The system further comprises a control unit configured to control
supply of electric current from a power source to the application
device in order to electrically inject an examination signal into
the route via the application device. The system further comprises
a detection unit configured to be disposed onboard the first
vehicle, the detection unit configured to monitor one or more
electrical characteristics of the route in response to the
examination signal being injected into the route. The system
further comprises an identification unit configured to be disposed
onboard the first vehicle. The identification unit is configured to
examine the one or more electrical characteristics of the route in
order to determine whether a section of the route traversed by the
first vehicle and electrically disposed between the application
device and the detection unit is potentially damaged based on the
one or more electrical characteristics.
[0113] In another embodiment, the application device comprises at
least one of a first axle or a first wheel of the first vehicle,
the first wheel attached to the first axle, and the detection unit
is operably coupled with at least one of a second axle or a second
wheel of the first vehicle, the second wheel attached to the second
axle. Thus, it may be the case that the examination signal travels
from the at least one of the first axle or the first wheel of the
application device, through the section of the route, and through
the at least one of the second wheel or the second axle for
reception at the detection unit. According to another aspect, the
first wheel and the first axle are on a first truck of the first
vehicle, and the second wheel and the second axle are on a second
truck of the first vehicle.
[0114] It is to be understood that the above description is
intended to be illustrative, and not restrictive. For example, the
above-described embodiments (and/or aspects thereof) may be used in
combination with each other. In addition, many modifications may be
made to adapt a particular situation or material to the teachings
of the inventive subject matter without departing from its scope.

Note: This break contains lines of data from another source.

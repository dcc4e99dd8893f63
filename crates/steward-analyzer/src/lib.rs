//! steward-analyzer — reduces raw observations to actionable signals.
//!
//! Two stages, both pure and deterministic given identical inputs:
//!
//! 1. [`profile::analyze`] folds metrics + topology + recent decision
//!    history into a compact `WorkloadProfile`.
//! 2. [`detector::detect`] applies independent, composable rules to the
//!    profile and emits a priority-ordered list of `Opportunity` entries.
//!
//! # Detection Rules
//!
//! ```text
//! avg_cpu < 30%                → over_provision_cpu   (HIGH)
//! headroom in use > 85%        → insufficient_scaling (CRITICAL)
//! affinity inefficiency > 20   → node_affinity        (MEDIUM)
//! avg_memory > 75%             → memory_contention    (HIGH, cascade-preventing)
//! cascade risk > 60            → cascade_prevention   (CRITICAL, cascade-preventing)
//! ```
//!
//! Rules are not mutually exclusive; output is sorted ascending by
//! priority (1 = most urgent) with rule order breaking ties.

pub mod detector;
pub mod profile;

pub use detector::detect;
pub use profile::{AnalyzerError, analyze};
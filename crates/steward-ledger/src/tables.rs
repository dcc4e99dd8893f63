//! redb table definitions for the decision ledger.
//!
//! Both tables use `&str` keys and `&[u8]` values (JSON-serialized domain
//! types). Keys are zero-padded sequence numbers so lexical order equals
//! append order.

use redb::TableDefinition;

/// Decisions keyed by `{seq:020}`.
pub const DECISIONS: TableDefinition<&str, &[u8]> = TableDefinition::new("decisions");

/// Pre-change snapshots keyed by `{seq:020}`.
pub const SNAPSHOTS: TableDefinition<&str, &[u8]> = TableDefinition::new("snapshots");

/// Format a sequence number as a table key.
pub fn seq_key(seq: u64) -> String {
    format!("{seq:020}")
}
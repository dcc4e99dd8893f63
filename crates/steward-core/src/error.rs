//! Collaborator error types.

use thiserror::Error;

/// Errors surfaced by external collaborators (metrics, topology, budget).
#[derive(Debug, Error)]
pub enum ProviderError {
    /// Fetch failed for a transient reason. The cycle aborts cleanly and
    /// the next interval retries; never escalated.
    #[error("transient provider failure: {0}")]
    Transient(String),

    /// The mutator refused or failed to apply a change.
    #[error("mutation failed: {0}")]
    Mutation(String),
}

pub type ProviderResult<T> = Result<T, ProviderError>;
//! steward-ledger — bounded, append-only audit trail for cycle decisions.
//!
//! Backed by [redb](https://docs.rs/redb). Decisions are JSON-serialized
//! into `&[u8]` value columns under zero-padded sequence keys, so lexical
//! key order is append order and FIFO eviction is "remove the smallest
//! key". Pre-change snapshots live in a second, smaller table with the
//! same eviction discipline.
//!
//! The `DecisionLedger` is `Clone` + `Send` + `Sync` (backed by
//! `Arc<Database>`) and can be shared across async tasks. Entries are
//! never retroactively edited.

pub mod error;
pub mod store;
pub mod tables;

pub use error::{LedgerError, LedgerResult};
pub use store::{DecisionLedger, LedgerStats};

While the dimensions and types of materials described herein are
intended to define the parameters of the inventive subject matter,
they are by no means limiting and are exemplary embodiments. Many
other embodiments will be apparent to one of ordinary skill in the
art upon reviewing the above description. The scope of the
inventive subject matter should, therefore, be determined with
reference to the appended clauses, along with the full scope of
equivalents to which such clauses are entitled. In the appended
clauses, the terms "including" and "in which" are used as the
plain-English equivalents of the respective terms "comprising" and
"wherein." Moreover, in the following clauses, the terms "first,"
"second," and "third," etc. are used merely as labels, and are not
intended to impose numerical requirements on their objects.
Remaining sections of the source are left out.